Gaylene Preston Interview: ‘Home by Christmas’

Home by Christmas, NZ veteran director Gaylene Preston’s (Ruby and RataBread & RosesWar StoriesLovely Rita) film memoir about her father’s World War II experiences, opens across the country on Thursday 27 April. Watch the trailer here. A mix of archive footage, re-enacted interviews and dramatisations, it stars Martin Henderson, Tony Barry and Chelsie Preston-Crayford.


FLICKS.CO.NZ: What was the motivation behind adapting your documentary ‘War Stories’ into a more fiction based film?

GAYLENE PRESTON: It’s not really fictionalised, but it is shot like a dramatic movie from necessity. I interviewed my father over Christmas/New Year 1990/1991. He was really sick with a bad prognosis and finally agreed to let me record his war reminiscences on sound tape. My mother Tui was interviewed by Judith Fyfe for an oral history about a year later. My father passed in 1992, my mother came to live with me and I made War Stories in 1994/95. So I knew my father’s story first, it’s just taken me a while to do his side of the story. Home by Christmas is not fiction based but does rely on a central re-enacted interview invisibly performed by the actor, Tony Barry (Goodbye Pork Pie) with dramatised memory flashbacks of my young parents in the 1940s that I wrote informed by both my parents’ oral histories.

Why have you referred to the work as a film memoir?

It’s a new genre and to me it’s just a movie, but it’s not a dramatised documentary or a docudrama, so it’s a new genre, it gets a stab at a new name. ‘Based on a true story’ seems a bit too blunt for this one and doesn’t allow for the archival aspect. We have had to think about all this rather a lot you know!

How did you find directing your daughter?

Bloody marvelous. She’s a terrific actress and she knew the character rather well having grown up with Tui living with me. And I thought to myself – someone is going to launch that actress and give her a lead in a film, so I’ll get to her first before she gets too expensive.

Was it difficult to get Martin Henderson working in New Zealand again?

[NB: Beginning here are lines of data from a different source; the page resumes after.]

use std::fmt::Debug;

use ratatui::style::{Color, Modifier, Style};

/// Semantic color roles used throughout the UI.
#[derive(Debug, Clone)]
pub struct ThemeRoles {
    pub surface: Color,
    pub border: Color,
    pub divider: Color,

    pub text: Color,
    pub text_secondary: Color,
    pub text_muted: Color,

    pub accent_primary: Color,
    pub accent_secondary: Color,

    pub success: Color,
    pub warning: Color,
    pub error: Color,

    pub selection_bg: Color,
    pub selection_fg: Color,
    pub focus: Color,
}

/// Theme trait exposes semantic roles and common style builders.
pub trait Theme: Send + Sync + Debug {
    fn roles(&self) -> &ThemeRoles;

    // Text styles
    fn text_primary_style(&self) -> Style {
        Style::default().fg(self.roles().text)
    }
    fn text_secondary_style(&self) -> Style {
        Style::default().fg(self.roles().text_secondary)
    }
    fn text_muted_style(&self) -> Style {
        Style::default().fg(self.roles().text_muted)
    }

    // Borders and focus
    fn border_style(&self, focused: bool) -> Style {
        let color = if focused { self.roles().focus } else { self.roles().border };
        Style::default().fg(color)
    }

    // Selection
    fn selection_style(&self) -> Style {
        Style::default().fg(self.roles().selection_fg).bg(self.roles().selection_bg)
    }

    // Status styles
    fn status_success(&self) -> Style {
        Style::default().fg(self.roles().success)
    }
    fn status_warning(&self) -> Style {
        Style::default().fg(self.roles().warning)
    }
    fn status_error(&self) -> Style {
        Style::default().fg(self.roles().error)
    }

    // Accents
    fn accent_primary_style(&self) -> Style {
        Style::default().fg(self.roles().accent_primary)
    }
    fn accent_emphasis_style(&self) -> Style {
        Style::default().fg(self.roles().accent_primary).add_modifier(Modifier::BOLD)
    }
    fn link_style(&self) -> Style {
        Style::default().fg(self.roles().accent_secondary).add_modifier(Modifier::UNDERLINED)
    }
}
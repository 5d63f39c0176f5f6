//! Vertical menu sidebar.
//!
//! Renders a [`sidenav_types::MenuView`] as group headers followed by their
//! routes, then the settings route and the external links below a separator.
//! Up/Down/Home/End move the selection over selectable rows and Enter
//! activates it.

mod sidebar_component;
mod state;

pub use sidebar_component::SidebarComponent;
pub use state::{SidebarAction, SidebarRow, SidebarState};
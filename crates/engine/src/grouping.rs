//! Folding the route table into visible, named groups.

use indexmap::IndexMap;
use sidenav_types::{AccessFlags, CapabilitySnapshot, CapabilitySurface, Group, RouteDescriptor, RouteTable};
use tracing::debug;

use crate::diagnostics::DiagnosticLog;
use crate::visibility::is_visible;

/// Group the routes by identifier and keep only those currently visible.
///
/// Groups appear in the order their identifier is first seen in `routes`;
/// routes keep their input order inside a group. Groups left without any
/// visible route are dropped.
pub fn compute_visible_groups<S: CapabilitySurface>(
    routes: &[RouteDescriptor],
    group_names: &IndexMap<String, String>,
    snapshot: &CapabilitySnapshot<S>,
    access: AccessFlags,
    log: &mut DiagnosticLog,
) -> Vec<Group> {
    let mut folded: IndexMap<&str, Group> = IndexMap::new();
    for route in routes {
        folded
            .entry(route.group.as_str())
            .or_insert_with(|| Group {
                id: route.group.clone(),
                name: group_names.get(&route.group).cloned().unwrap_or_else(|| route.group.clone()),
                routes: Vec::new(),
            })
            .routes
            .push(route.clone());
    }

    let groups: Vec<Group> = folded
        .into_values()
        .filter_map(|mut group| {
            group.routes.retain(|route| is_visible(route, snapshot, access, log));
            (!group.routes.is_empty()).then_some(group)
        })
        .collect();

    debug!(
        routes = routes.len(),
        groups = groups.len(),
        connected = snapshot.connected,
        ready = snapshot.ready,
        "computed visible menu groups"
    );
    groups
}

/// [`compute_visible_groups`] over a whole route table.
pub fn visible_groups<S: CapabilitySurface>(
    table: &RouteTable,
    snapshot: &CapabilitySnapshot<S>,
    access: AccessFlags,
    log: &mut DiagnosticLog,
) -> Vec<Group> {
    compute_visible_groups(&table.routes, &table.groups, snapshot, access, log)
}

/// The settings route, if the table has one. Never filtered.
pub fn settings_route(routes: &[RouteDescriptor]) -> Option<&RouteDescriptor> {
    routes.iter().find(|route| route.is_settings())
}

/// First route whose `/name` prefixes the location path.
pub fn active_route<'a>(routes: &'a [RouteDescriptor], path: &str) -> Option<&'a RouteDescriptor> {
    routes
        .iter()
        .find(|route| path.strip_prefix('/').is_some_and(|rest| rest.starts_with(route.name.as_str())))
}
//! Plain-text rendering of a menu view for `sidenav groups --format text`.

use std::fmt::Write;

use sidenav_types::MenuView;

/// One header line per group followed by its routes, then settings and links.
pub fn render_text(view: &MenuView) -> String {
    let mut out = String::new();
    if view.is_loading {
        out.push_str("(api not ready; showing routes that need no api)\n");
    }
    for group in &view.groups {
        let _ = writeln!(out, "{}", group.name);
        for route in &group.routes {
            let _ = writeln!(out, "  {:<16} {}", route.name, route.label());
        }
    }
    if view.settings.is_some() || !view.external_links.is_empty() {
        out.push_str("--\n");
    }
    if let Some(settings) = &view.settings {
        let _ = writeln!(out, "  {:<16} {}", settings.name, settings.label());
    }
    for link in &view.external_links {
        let _ = writeln!(out, "  {:<16} {}", link.text, link.href);
    }
    out
}

#[cfg(test)]
mod tests {
    use super::*;
    use sidenav_types::{Group, RouteDescriptor};

    #[test]
    fn lists_groups_then_settings() {
        let view = MenuView {
            groups: vec![Group {
                id: "accounts".into(),
                name: "Accounts".into(),
                routes: vec![RouteDescriptor::new("accounts", "accounts").with_text("My accounts")],
            }],
            settings: Some(RouteDescriptor::new("settings", "settings")),
            external_links: Vec::new(),
            is_loading: true,
        };
        let text = render_text(&view);
        let lines: Vec<_> = text.lines().collect();
        assert!(lines[0].starts_with("(api not ready"));
        assert_eq!(lines[1], "Accounts");
        assert!(lines[2].contains("My accounts"));
        assert_eq!(lines[3], "--");
        assert!(lines[4].trim_start().starts_with("settings"));
    }
}
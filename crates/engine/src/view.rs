//! Assembling the full menu view from the current inputs.

use sidenav_types::{AccessFlags, CapabilitySnapshot, CapabilitySurface, ExternalLink, MenuView, RouteTable};

use crate::diagnostics::DiagnosticLog;
use crate::grouping::{settings_route, visible_groups};

/// Build the view a renderer draws: visible groups, the settings route and
/// the external links.
pub fn build_menu_view<S: CapabilitySurface>(
    table: &RouteTable,
    snapshot: &CapabilitySnapshot<S>,
    access: AccessFlags,
    external_links: &[ExternalLink],
    log: &mut DiagnosticLog,
) -> MenuView {
    MenuView {
        groups: visible_groups(table, snapshot, access, log),
        settings: settings_route(&table.routes).cloned(),
        external_links: external_links.to_vec(),
        is_loading: snapshot.is_loading(),
    }
}
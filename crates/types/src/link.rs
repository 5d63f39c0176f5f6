//! Off-application links rendered next to the settings route.

use serde::{Deserialize, Serialize};
use url::Url;

/// A link that leaves the application (repository, documentation, ...).
#[derive(Debug, Clone, PartialEq, Eq, Serialize, Deserialize)]
pub struct ExternalLink {
    pub name: String,
    pub text: String,
    #[serde(default, skip_serializing_if = "Option::is_none")]
    pub icon: Option<String>,
    pub href: Url,
}

impl ExternalLink {
    pub fn new(name: impl Into<String>, text: impl Into<String>, icon: Option<&str>, href: Url) -> Self {
        Self {
            name: name.into(),
            text: text.into(),
            icon: icon.map(str::to_string),
            href,
        }
    }
}

/// Repository and documentation links shipped with the application.
pub fn default_external_links() -> Vec<ExternalLink> {
    [
        ("github", "GitHub", "code-branch", "https://github.com/sidenav/sidenav"),
        ("wiki", "Wiki", "book", "https://sidenav.github.io/docs/"),
    ]
    .into_iter()
    .filter_map(|(name, text, icon, href)| {
        Url::parse(href)
            .ok()
            .map(|href| ExternalLink::new(name, text, Some(icon), href))
    })
    .collect()
}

No. Martin likes to live in a place that’s a bigger pool where it’s all happening, but he’s a committed kiwi and was very keen on the script and the approach it was taking.

How did you and Alun Bollinger achieve the visual effects you did, particularly in the recreations?

We decided to work on 16mm for 35mm blowup onto a digital neg. This was to achieve full rich colour saturation. I wanted to mess around with focus in those dramatised pieces because I wanted them to feel subliminally like ‘memory.’ Memory is heightened and very selective so in Home by Christmas telegrams explode and jackets dance. We found some very old (and quite expensive for us) split focus lenses. They are hard to use because the operator can’t use a focus puller, but it means you can change focus as the shot is moving. This bends the image ever so slightly. A better result than putting defocus on later in post. The man from Reefton triumphed after some persuasion. Get him to tell you about his invention of the “Bollinger Glass”.  We used that as well as the split focus lenses. It fits on the front of any matte box and creates a non-moveable but very satisfactory focus split for wide angle lenses. It cost $10 for the prototype but if he got a few orders the price could come down.